(Collected data)

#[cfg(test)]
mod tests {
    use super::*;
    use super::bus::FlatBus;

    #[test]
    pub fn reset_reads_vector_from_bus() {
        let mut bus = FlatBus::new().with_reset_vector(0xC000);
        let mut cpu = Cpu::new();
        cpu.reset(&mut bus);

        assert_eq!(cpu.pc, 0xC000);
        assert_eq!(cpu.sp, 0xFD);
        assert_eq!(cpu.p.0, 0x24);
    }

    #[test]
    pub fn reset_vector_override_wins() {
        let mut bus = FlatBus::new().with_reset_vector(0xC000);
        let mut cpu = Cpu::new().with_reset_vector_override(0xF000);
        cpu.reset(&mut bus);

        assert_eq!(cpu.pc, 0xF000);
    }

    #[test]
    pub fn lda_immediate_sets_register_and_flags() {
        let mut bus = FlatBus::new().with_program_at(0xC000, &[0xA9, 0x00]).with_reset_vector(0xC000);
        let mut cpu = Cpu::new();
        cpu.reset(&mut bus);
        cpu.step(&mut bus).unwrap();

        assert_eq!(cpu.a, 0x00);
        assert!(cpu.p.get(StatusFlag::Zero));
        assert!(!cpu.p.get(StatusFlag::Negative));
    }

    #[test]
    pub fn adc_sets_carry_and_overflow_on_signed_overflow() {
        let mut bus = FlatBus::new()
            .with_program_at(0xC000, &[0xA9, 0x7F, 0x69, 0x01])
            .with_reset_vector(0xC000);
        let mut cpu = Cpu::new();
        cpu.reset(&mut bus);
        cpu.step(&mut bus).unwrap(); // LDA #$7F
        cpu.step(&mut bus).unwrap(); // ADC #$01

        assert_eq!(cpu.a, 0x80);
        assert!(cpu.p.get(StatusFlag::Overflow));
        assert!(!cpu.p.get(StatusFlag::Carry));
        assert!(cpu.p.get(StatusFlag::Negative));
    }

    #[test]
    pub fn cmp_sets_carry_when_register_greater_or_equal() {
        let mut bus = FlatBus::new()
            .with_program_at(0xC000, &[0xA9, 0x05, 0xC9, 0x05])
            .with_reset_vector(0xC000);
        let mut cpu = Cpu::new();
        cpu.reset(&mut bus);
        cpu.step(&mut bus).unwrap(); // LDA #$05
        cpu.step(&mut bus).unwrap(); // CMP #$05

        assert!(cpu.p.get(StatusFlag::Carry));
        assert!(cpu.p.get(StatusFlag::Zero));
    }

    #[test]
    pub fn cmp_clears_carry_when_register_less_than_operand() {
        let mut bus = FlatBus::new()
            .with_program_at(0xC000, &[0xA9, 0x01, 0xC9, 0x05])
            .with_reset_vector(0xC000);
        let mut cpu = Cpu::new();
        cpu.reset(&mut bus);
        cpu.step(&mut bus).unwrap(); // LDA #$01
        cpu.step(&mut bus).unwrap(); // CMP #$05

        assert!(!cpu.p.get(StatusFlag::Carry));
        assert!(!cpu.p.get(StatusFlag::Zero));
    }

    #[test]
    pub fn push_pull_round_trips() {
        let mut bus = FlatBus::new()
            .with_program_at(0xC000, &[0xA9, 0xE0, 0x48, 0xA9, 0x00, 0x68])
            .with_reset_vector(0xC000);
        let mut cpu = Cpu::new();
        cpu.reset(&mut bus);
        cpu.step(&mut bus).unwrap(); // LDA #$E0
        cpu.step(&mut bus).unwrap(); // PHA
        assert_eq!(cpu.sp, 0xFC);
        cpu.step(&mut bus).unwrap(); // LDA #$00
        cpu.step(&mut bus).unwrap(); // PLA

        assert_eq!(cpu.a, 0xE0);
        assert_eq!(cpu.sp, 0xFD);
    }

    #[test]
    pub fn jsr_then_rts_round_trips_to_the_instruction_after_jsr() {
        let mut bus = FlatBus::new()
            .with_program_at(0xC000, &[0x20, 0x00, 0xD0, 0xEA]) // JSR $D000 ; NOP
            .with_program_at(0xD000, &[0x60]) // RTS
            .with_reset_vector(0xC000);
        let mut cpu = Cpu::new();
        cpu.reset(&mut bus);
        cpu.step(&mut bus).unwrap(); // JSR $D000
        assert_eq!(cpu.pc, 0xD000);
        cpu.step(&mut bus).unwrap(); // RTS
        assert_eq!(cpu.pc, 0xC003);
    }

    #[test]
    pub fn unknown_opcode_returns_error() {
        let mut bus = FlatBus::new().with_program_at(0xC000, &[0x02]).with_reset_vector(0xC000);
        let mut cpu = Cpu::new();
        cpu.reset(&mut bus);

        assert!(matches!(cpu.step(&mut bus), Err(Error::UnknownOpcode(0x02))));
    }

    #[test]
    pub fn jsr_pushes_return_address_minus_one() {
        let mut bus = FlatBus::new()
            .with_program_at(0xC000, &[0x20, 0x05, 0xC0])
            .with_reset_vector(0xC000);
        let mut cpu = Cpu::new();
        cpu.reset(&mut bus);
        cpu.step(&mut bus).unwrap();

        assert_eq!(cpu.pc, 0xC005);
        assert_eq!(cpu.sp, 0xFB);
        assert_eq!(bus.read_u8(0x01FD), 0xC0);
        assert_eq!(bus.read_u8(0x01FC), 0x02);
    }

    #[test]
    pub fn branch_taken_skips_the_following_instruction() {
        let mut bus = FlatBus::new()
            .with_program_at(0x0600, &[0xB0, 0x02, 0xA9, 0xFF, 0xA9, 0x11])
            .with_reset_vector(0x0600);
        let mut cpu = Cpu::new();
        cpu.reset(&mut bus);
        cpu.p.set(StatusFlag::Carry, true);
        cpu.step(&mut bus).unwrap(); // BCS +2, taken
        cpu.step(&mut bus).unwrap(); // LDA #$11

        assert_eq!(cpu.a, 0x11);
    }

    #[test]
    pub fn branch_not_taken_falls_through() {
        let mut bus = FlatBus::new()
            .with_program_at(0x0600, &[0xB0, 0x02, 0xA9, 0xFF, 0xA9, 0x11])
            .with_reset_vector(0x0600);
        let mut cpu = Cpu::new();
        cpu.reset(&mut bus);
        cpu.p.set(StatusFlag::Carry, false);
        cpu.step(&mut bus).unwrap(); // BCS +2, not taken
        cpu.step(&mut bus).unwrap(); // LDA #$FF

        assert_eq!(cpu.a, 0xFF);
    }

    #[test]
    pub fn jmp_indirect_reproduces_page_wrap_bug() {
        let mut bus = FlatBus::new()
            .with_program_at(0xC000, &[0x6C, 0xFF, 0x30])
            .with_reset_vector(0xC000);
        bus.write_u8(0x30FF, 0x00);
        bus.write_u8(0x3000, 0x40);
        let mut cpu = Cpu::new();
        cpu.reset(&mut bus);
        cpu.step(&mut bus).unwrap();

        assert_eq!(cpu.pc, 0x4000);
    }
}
---
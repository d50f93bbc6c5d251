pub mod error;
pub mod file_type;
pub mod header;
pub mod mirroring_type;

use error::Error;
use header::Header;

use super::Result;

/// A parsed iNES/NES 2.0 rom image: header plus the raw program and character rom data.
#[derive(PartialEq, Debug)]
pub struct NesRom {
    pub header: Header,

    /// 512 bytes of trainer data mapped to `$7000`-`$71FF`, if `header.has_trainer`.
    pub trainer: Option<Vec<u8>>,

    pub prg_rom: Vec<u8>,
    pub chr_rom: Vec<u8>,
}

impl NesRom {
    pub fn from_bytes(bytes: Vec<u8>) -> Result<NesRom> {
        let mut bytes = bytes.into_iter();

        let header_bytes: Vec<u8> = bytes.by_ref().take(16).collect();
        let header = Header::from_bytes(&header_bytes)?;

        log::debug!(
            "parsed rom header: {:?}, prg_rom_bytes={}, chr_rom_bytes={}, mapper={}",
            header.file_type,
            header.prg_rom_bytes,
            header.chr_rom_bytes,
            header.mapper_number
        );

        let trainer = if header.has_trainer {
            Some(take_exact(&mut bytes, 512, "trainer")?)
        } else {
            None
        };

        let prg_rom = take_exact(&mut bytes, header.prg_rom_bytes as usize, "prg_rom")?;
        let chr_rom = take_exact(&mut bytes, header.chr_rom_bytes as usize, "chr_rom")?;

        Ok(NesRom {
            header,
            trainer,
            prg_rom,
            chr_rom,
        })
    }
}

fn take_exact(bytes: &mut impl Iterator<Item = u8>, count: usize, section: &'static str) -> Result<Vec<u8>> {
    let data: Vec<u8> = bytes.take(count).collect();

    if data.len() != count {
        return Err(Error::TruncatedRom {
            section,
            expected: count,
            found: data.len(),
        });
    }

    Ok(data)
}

▶ EXERCISE DETAILS
Which lines of the data include "count"? Copy each of them.

▶ REPLY
fn take_exact(bytes: &mut impl Iterator<Item = u8>, count: usize, section: &'static str) -> Result<Vec<u8>> {
    let data: Vec<u8> = bytes.take(count).collect();
    if data.len() != count {
            expected: count,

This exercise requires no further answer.